As my Foolish colleague Jeremy Bowman perfectly put it,
Apple shares may have bounced back, but the company has lost its magic. The problem with Cook is he's not an idea man -- he's a finance and operations guy. He doesn't invent, [he] just moves money around. All of Apple's recent initiatives have been pure harvesting -- the iPad Mini, the bond sale, the [iPhone] 5c. Why isn't that massive cash pile driving R&D? He is killing the brand.
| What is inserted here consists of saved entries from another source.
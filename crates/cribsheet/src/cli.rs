use std::io::Read;
use std::path::PathBuf;

use cribsheet_core::{
    Grade, HintEvent, Puzzle, ScoringConfig, Submission, SubmissionGrade, UnitId,
};
use eyre::{Context, Result};
use rand::Rng;
use serde::Serialize;
use serde::de::DeserializeOwned;

/// Cribsheet command-line interface
///
/// Puzzles and submissions are read as JSON and results are printed as JSON.
#[derive(Debug, clap::Parser)]
#[command(version)]
pub(crate) struct Args {
    /// Scoring config file (YAML) layered over the built-in defaults.
    #[arg(short, long, global = true)]
    pub config: Option<PathBuf>,

    #[command(subcommand)]
    pub subcommand: Subcommand,
}

#[derive(clap::Subcommand, Debug)]
pub(crate) enum Subcommand {
    /// Grade a puzzle.
    Grade {
        /// Puzzle file, use '-' for stdin.
        #[arg(value_parser)]
        puzzle_file: clio::Input,
    },
    /// Check one value for one unit of a puzzle.
    Check {
        /// Puzzle file, use '-' for stdin.
        #[arg(value_parser)]
        puzzle_file: clio::Input,
        /// Unit to check (such as `K`, `12`, `m0,1`, or `k3`).
        unit: UnitId,
        /// Value entered for the unit.
        value: String,
    },
    /// Set the answer for one unit and print the updated puzzle.
    Answer {
        /// Puzzle file, use '-' for stdin.
        #[arg(value_parser)]
        puzzle_file: clio::Input,
        /// Unit to answer (such as `K`, `12`, `m0,1`, or `k3`).
        unit: UnitId,
        /// Value to enter, or nothing to clear the unit.
        #[arg(default_value = "")]
        value: String,
    },
    /// Apply hints to a puzzle and print the updated puzzle and what each
    /// hint was.
    Hint {
        /// Puzzle file, use '-' for stdin.
        #[arg(value_parser)]
        puzzle_file: clio::Input,
        /// Seed for reproducible reveals. A random seed is used if omitted.
        #[arg(short, long)]
        seed: Option<String>,
        /// Number of hints to request.
        #[arg(short = 'n', long, default_value_t = 1)]
        count: usize,
    },
    /// Print the point value of a puzzle.
    Points {
        /// Puzzle file, use '-' for stdin.
        #[arg(value_parser)]
        puzzle_file: clio::Input,
        /// Point value that takes priority over the puzzle's own, if positive.
        #[arg(long = "override")]
        override_points: Option<f64>,
    },
    /// Grade every puzzle of a submission.
    Submission {
        /// Submission file, use '-' for stdin.
        #[arg(value_parser)]
        submission_file: clio::Input,
    },
}

#[derive(Serialize, Debug)]
struct GradeReport {
    #[serde(flatten)]
    grade: Grade,
    progress: f64,
    solved: bool,
}

#[derive(Serialize, Debug)]
struct CheckReport {
    unit: UnitId,
    correct: bool,
}

#[derive(Serialize, Debug)]
struct HintReport {
    seed: String,
    events: Vec<HintEvent>,
    puzzle: Puzzle,
}

#[derive(Serialize, Debug)]
struct SubmissionReport {
    #[serde(flatten)]
    grade: SubmissionGrade,
    average_progress: f64,
}

pub(crate) fn exec(args: Args) -> Result<()> {
    let config = ScoringConfig::load(args.config.as_deref()).context("error loading scoring config")?;

    match args.subcommand {
        Subcommand::Grade { mut puzzle_file } => {
            let puzzle: Puzzle = read_json_input(&mut puzzle_file, "puzzle")?;
            write_json_output(&GradeReport {
                grade: cribsheet_core::grade_puzzle(&puzzle, &config),
                progress: cribsheet_core::progress(&puzzle, &config),
                solved: cribsheet_core::is_solved(&puzzle, &config),
            })
        }

        Subcommand::Check {
            mut puzzle_file,
            unit,
            value,
        } => {
            let puzzle: Puzzle = read_json_input(&mut puzzle_file, "puzzle")?;
            let correct = cribsheet_core::is_unit_correct(&puzzle, unit, &value);
            write_json_output(&CheckReport { unit, correct })
        }

        Subcommand::Answer {
            mut puzzle_file,
            unit,
            value,
        } => {
            let puzzle: Puzzle = read_json_input(&mut puzzle_file, "puzzle")?;
            write_json_output(&puzzle.apply_answer(unit, &value))
        }

        Subcommand::Hint {
            mut puzzle_file,
            seed,
            count,
        } => {
            let mut puzzle: Puzzle = read_json_input(&mut puzzle_file, "puzzle")?;
            let seed = seed.unwrap_or_else(|| rand::rng().random::<u64>().to_string());
            log::info!("hint seed: {seed}");
            let mut rng = cribsheet_core::hint_rng(&seed);
            let mut events = vec![];
            for _ in 0..count {
                let (next, event) = puzzle.apply_hint(&mut rng, &config);
                puzzle = next;
                let exhausted = event == HintEvent::Exhausted;
                events.push(event);
                if exhausted {
                    break;
                }
            }
            write_json_output(&HintReport { seed, events, puzzle })
        }

        Subcommand::Points {
            mut puzzle_file,
            override_points,
        } => {
            let puzzle: Puzzle = read_json_input(&mut puzzle_file, "puzzle")?;
            write_json_output(&cribsheet_core::resolve_points(&puzzle, override_points, &config))
        }

        Subcommand::Submission {
            mut submission_file,
        } => {
            let submission: Submission = read_json_input(&mut submission_file, "submission")?;
            write_json_output(&SubmissionReport {
                grade: cribsheet_core::grade_submission(&submission, &config),
                average_progress: cribsheet_core::average_progress(&submission.puzzles, &config),
            })
        }
    }
}

fn read_json_input<T: DeserializeOwned>(input: &mut clio::Input, what: &str) -> Result<T> {
    let mut buffer = String::new();
    input
        .read_to_string(&mut buffer)
        .with_context(|| format!("error reading {what} file"))?;
    serde_json::from_str(&buffer).with_context(|| format!("error deserializing {what} file"))
}

fn write_json_output<T: Serialize>(value: &T) -> Result<()> {
    serde_json::to_writer_pretty(std::io::stdout(), value)
        .context("error serializing data and writing to stdout")?;
    println!();
    Ok(())
}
Apple's greatest flaw and the legacy that Cook will be known for (at least thus far in his tenure) is in transitioning Apple from a growth to a value company complacent to sit on its laurels and allow dividends and share buybacks to drive modest growth instead of investing in the next-generation device that's going to change the world. Fool Dan Dzombak also hit on this point by pointing to Cook as one of the most overhyped CEOs of the year, adding to Jeremy's point that Cook is more about operational control than actual idea generation.
The really sad part is that Apple is starting to get beaten at its own game by Samsung (OTC:SSNLF) and Google (NASDAQ:GOOGL). The partnership between Samsung's smartphones, led by its Galaxy series, and Google's Android operating system is dominating the global market with Strategy Analytics showing that Samsung controlled 28.7% of global mobile phone vendor market share as of the third quarter. This figure was up 230 basis points from the year-ago period and absolutely overshadows the next-closest mobile phone maker, Nokia, which sits at just 15.5% global market share, having lost 570 basis points from the year prior. By comparison, Apple was able to grow its global market share by 120 basis points in the third quarter, but still controls just 8.1% of the total global market.
But it isn't just with smartphones that Apple is seeing sales stymie a bit. The latest JD Power & Associates satisfaction survey, released at the end of last month, showed that Samsung tablets, which are powered by Google's Android OS, edged out Apple for the first time ever. According to TechCrunch, perceived fairness of price paid by consumers was the big reason for Samsung's leap, signaling the possibility that consumers are growing weary of Apple's technology premium with few new innovations on the horizon.
Finally, the proof has been in the pudding with Apple's profits falling in three consecutive quarters on a year-over-year comparison. This isn't to say that Apple isn't raking in large sums of free cash flow, but its glory days of being a growth stock are looking like a distant memory with Tim Cook at the helm.